Examining how Smart Services and users create a Smart City is an instructive example for Enterprises in how they must consider a similar adoption path. Starting with the Technology definition of IoT as an Inter Connected Interactive world of Intelligent Devices operating Autonomously, to understand how Business Value is created through Smart Service incorporating these new technology capabilities.
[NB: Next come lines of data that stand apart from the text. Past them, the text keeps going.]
//! # codesync CLI
//!
//! The `codesync` binary drives the sync engine for one codebase root at a
//! time.
//!
//! ## Usage
//!
//! ```bash
//! codesync --config ./config/codesync.toml <command>
//! ```
//!
//! ## Commands
//!
//! | Command | Description |
//! |---------|-------------|
//! | `codesync sync <root>` | Bring the index of `<root>` up to date |
//! | `codesync plan <root>` | Show added, modified and removed files without syncing |
//! | `codesync status <root>` | Print the sync status as JSON |
//! | `codesync clear <root>` | Drop the collection and snapshot of `<root>` |
//! | `codesync search <root> "<query>"` | Similarity search over indexed chunks |

use anyhow::Result;
use clap::{Parser, Subcommand, ValueEnum};
use std::path::PathBuf;
use std::sync::Arc;
use tracing_subscriber::{layer::SubscriberExt, util::SubscriberInitExt};

use codesync::config;
use codesync::orchestrator::{SyncOptions, SyncOrchestrator, SyncReport};
use codesync::progress::ProgressMode;
use codesync::store::Filter;

/// Incremental sync of a source-code tree into a vector store.
///
/// All commands accept a `--config` flag pointing to a TOML configuration
/// file.
#[derive(Parser)]
#[command(
    name = "codesync",
    about = "Incremental sync of a source-code tree into a vector store",
    version
)]
struct Cli {
    /// Path to configuration file (TOML).
    #[arg(long, global = true, default_value = "./config/codesync.toml")]
    config: PathBuf,

    #[command(subcommand)]
    command: Commands,
}

#[derive(Subcommand)]
enum Commands {
    /// Index a codebase, processing only what changed since the last sync.
    ///
    /// Ctrl-C cancels the run after the current batch; the next sync
    /// resumes from the files already committed.
    Sync {
        root: PathBuf,

        /// Drop the existing index first and re-embed everything.
        #[arg(long)]
        force: bool,

        /// Progress output on stderr. Defaults to human on a TTY, off otherwise.
        #[arg(long, value_enum)]
        progress: Option<ProgressArg>,

        /// Print the run report as JSON.
        #[arg(long)]
        json: bool,
    },

    /// Show what a sync would do, without changing anything.
    Plan {
        root: PathBuf,
    },

    /// Print the sync status of a codebase as JSON.
    Status {
        root: PathBuf,
    },

    /// Drop the collection and snapshot of a codebase.
    Clear {
        root: PathBuf,
    },

    /// Search indexed chunks by similarity.
    Search {
        root: PathBuf,

        query: String,

        /// Maximum number of results to return.
        #[arg(long, default_value_t = 10)]
        limit: usize,

        /// Only return chunks under this directory.
        #[arg(long)]
        path_prefix: Option<String>,

        /// Only return chunks from files with this extension.
        #[arg(long)]
        ext: Option<String>,
    },
}

#[derive(Clone, Copy, ValueEnum)]
enum ProgressArg {
    Off,
    Human,
    Json,
}

impl From<ProgressArg> for ProgressMode {
    fn from(arg: ProgressArg) -> Self {
        match arg {
            ProgressArg::Off => ProgressMode::Off,
            ProgressArg::Human => ProgressMode::Human,
            ProgressArg::Json => ProgressMode::Json,
        }
    }
}

fn init_logging(level: &str) {
    let _ = tracing_subscriber::registry()
        .with(
            tracing_subscriber::EnvFilter::try_from_default_env()
                .unwrap_or_else(|_| format!("codesync={}", level).into()),
        )
        .with(tracing_subscriber::fmt::layer().with_writer(std::io::stderr))
        .try_init();
}

#[tokio::main]
async fn main() -> Result<()> {
    let cli = Cli::parse();
    let cfg = config::load_config(&cli.config)?;
    init_logging(&cfg.logging.level);

    let orchestrator = SyncOrchestrator::from_config(&cfg).await?;

    match cli.command {
        Commands::Sync {
            root,
            force,
            progress,
            json,
        } => {
            let mode = progress
                .map(ProgressMode::from)
                .unwrap_or_else(ProgressMode::default_for_tty);
            let options = SyncOptions {
                force,
                progress: Arc::from(mode.reporter()),
            };
            let handle = orchestrator.start_sync(&root, options)?;
            let token = handle.cancellation_token();
            tokio::spawn(async move {
                if tokio::signal::ctrl_c().await.is_ok() {
                    eprintln!("Cancelling after the current batch...");
                    token.cancel();
                }
            });
            let report = handle.wait().await?;
            if json {
                println!("{}", serde_json::to_string_pretty(&report)?);
            } else {
                print_report(&report);
            }
        }
        Commands::Plan { root } => {
            let plan = orchestrator.plan(&root).await?;
            if plan.is_empty() {
                println!("Index is up to date.");
            }
            for path in &plan.added {
                println!("+ {}", path);
            }
            for path in &plan.modified {
                println!("~ {}", path);
            }
            for path in &plan.removed {
                println!("- {}", path);
            }
        }
        Commands::Status { root } => {
            let status = orchestrator.get_sync_status(&root).await?;
            println!("{}", serde_json::to_string_pretty(&status)?);
        }
        Commands::Clear { root } => {
            if orchestrator.clear_index(&root).await? {
                println!("Index cleared.");
            } else {
                println!("Nothing to clear.");
            }
        }
        Commands::Search {
            root,
            query,
            limit,
            path_prefix,
            ext,
        } => {
            let mut filters = Vec::new();
            if let Some(prefix) = path_prefix {
                filters.push(Filter::PathPrefix(prefix));
            }
            if let Some(ext) = ext {
                filters.push(Filter::FileExtension(ext));
            }
            let filter = (!filters.is_empty()).then(|| Filter::And(filters));
            let hits = orchestrator
                .search(&root, &query, limit, filter.as_ref())
                .await?;
            if hits.is_empty() {
                println!("No results.");
            }
            for (i, hit) in hits.iter().enumerate() {
                println!(
                    "{}. [{:.3}] {}:{}-{}",
                    i + 1,
                    hit.score,
                    hit.metadata.relative_path,
                    hit.metadata.start_line,
                    hit.metadata.end_line.saturating_sub(1)
                );
            }
        }
    }

    Ok(())
}

fn print_report(report: &SyncReport) {
    println!(
        "Planned: +{} ~{} -{}",
        report.plan.added, report.plan.modified, report.plan.removed
    );
    println!(
        "Processed {} files: {} chunks written, {} deleted",
        report.processed, report.chunks_written, report.chunks_deleted
    );
    println!(
        "Index: {} files, {} chunks (generation {})",
        report.files, report.chunks, report.generation
    );
    if report.cancelled {
        println!("Cancelled; run sync again to resume.");
    }
    if !report.failures.is_empty() {
        println!("{} failures:", report.failures.len());
        for failure in &report.failures {
            println!("  {}: {}", failure.relative_path, failure.message);
        }
    }
}
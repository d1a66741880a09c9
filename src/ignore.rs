//! Ignore rules applied during scanning.
//!
//! The scanner only needs a predicate over relative paths; [`IgnoreMatcher`]
//! is the glob-based implementation used by the CLI. Exclude patterns of the
//! form `**/name/**` also prune the directory `name` itself, so ignored
//! trees are never descended into.

use globset::{Glob, GlobSet, GlobSetBuilder};

use crate::error::ScanError;

/// Capability deciding which paths the scanner skips.
pub trait IgnorePredicate: Send + Sync {
    /// `relative_path` is `/`-separated. `is_dir` is true for directories.
    fn is_ignored(&self, relative_path: &str, is_dir: bool) -> bool;
}

impl<F> IgnorePredicate for F
where
    F: Fn(&str, bool) -> bool + Send + Sync,
{
    fn is_ignored(&self, relative_path: &str, is_dir: bool) -> bool {
        self(relative_path, is_dir)
    }
}

/// Directories and artifacts that are never worth indexing.
pub const DEFAULT_EXCLUDES: &[&str] = &[
    "**/.git/**",
    "**/.svn/**",
    "**/.hg/**",
    "**/node_modules/**",
    "**/target/**",
    "**/dist/**",
    "**/build/**",
    "**/.venv/**",
    "**/__pycache__/**",
    "**/.next/**",
    "**/coverage/**",
    "**/*.min.js",
    "**/*.lock",
];

/// Source extensions indexed when no include globs are configured.
pub const DEFAULT_INCLUDES: &[&str] = &[
    "**/*.rs", "**/*.ts", "**/*.tsx", "**/*.js", "**/*.jsx", "**/*.mjs", "**/*.py",
    "**/*.java", "**/*.kt", "**/*.scala", "**/*.go", "**/*.c", "**/*.h", "**/*.cc",
    "**/*.cpp", "**/*.hpp", "**/*.cs", "**/*.php", "**/*.rb", "**/*.swift", "**/*.m",
    "**/*.mm", "**/*.md", "**/*.markdown", "**/*.ipynb",
];

/// Include/exclude glob matcher.
#[derive(Debug, Clone)]
pub struct IgnoreMatcher {
    include: GlobSet,
    exclude: GlobSet,
    exclude_dirs: GlobSet,
}

impl IgnoreMatcher {
    /// Build a matcher. [`DEFAULT_EXCLUDES`] are always applied; an empty
    /// include list falls back to [`DEFAULT_INCLUDES`].
    pub fn new(include_globs: &[String], exclude_globs: &[String]) -> Result<Self, ScanError> {
        let includes: Vec<String> = if include_globs.is_empty() {
            DEFAULT_INCLUDES.iter().map(|s| s.to_string()).collect()
        } else {
            include_globs.to_vec()
        };

        let mut excludes: Vec<String> = DEFAULT_EXCLUDES.iter().map(|s| s.to_string()).collect();
        excludes.extend(exclude_globs.iter().cloned());

        let dir_patterns: Vec<String> = excludes
            .iter()
            .filter_map(|p| p.strip_suffix("/**").map(str::to_string))
            .collect();

        Ok(Self {
            include: build_globset(&includes)?,
            exclude: build_globset(&excludes)?,
            exclude_dirs: build_globset(&dir_patterns)?,
        })
    }

    /// Matcher with only the default rules.
    pub fn with_defaults() -> Result<Self, ScanError> {
        Self::new(&[], &[])
    }
}

impl IgnorePredicate for IgnoreMatcher {
    fn is_ignored(&self, relative_path: &str, is_dir: bool) -> bool {
        if is_dir {
            return self.exclude_dirs.is_match(relative_path);
        }
        self.exclude.is_match(relative_path) || !self.include.is_match(relative_path)
    }
}

fn build_globset(patterns: &[String]) -> Result<GlobSet, ScanError> {
    let mut builder = GlobSetBuilder::new();
    for pattern in patterns {
        let glob = Glob::new(pattern).map_err(|source| ScanError::Pattern {
            pattern: pattern.clone(),
            source,
        })?;
        builder.add(glob);
    }
    builder.build().map_err(|source| ScanError::Pattern {
        pattern: patterns.join(", "),
        source,
    })
}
An easy example of how Autonomous actions create localized benefits for Users can by found in traffic speed monitoring by GPS units in cars.  A traffic jam on the selected route promotes individual responses as each driver decides on their own reaction. Some choose not to react and wait in the traffic jam; other drivers will embark on a detour; some using their personal local knowledge, a further group will follow the option suggested by their GPS. The result will usually result in the most obvious detour routes, in turn, become blocked, and a larger and larger area gridlocking as time passes.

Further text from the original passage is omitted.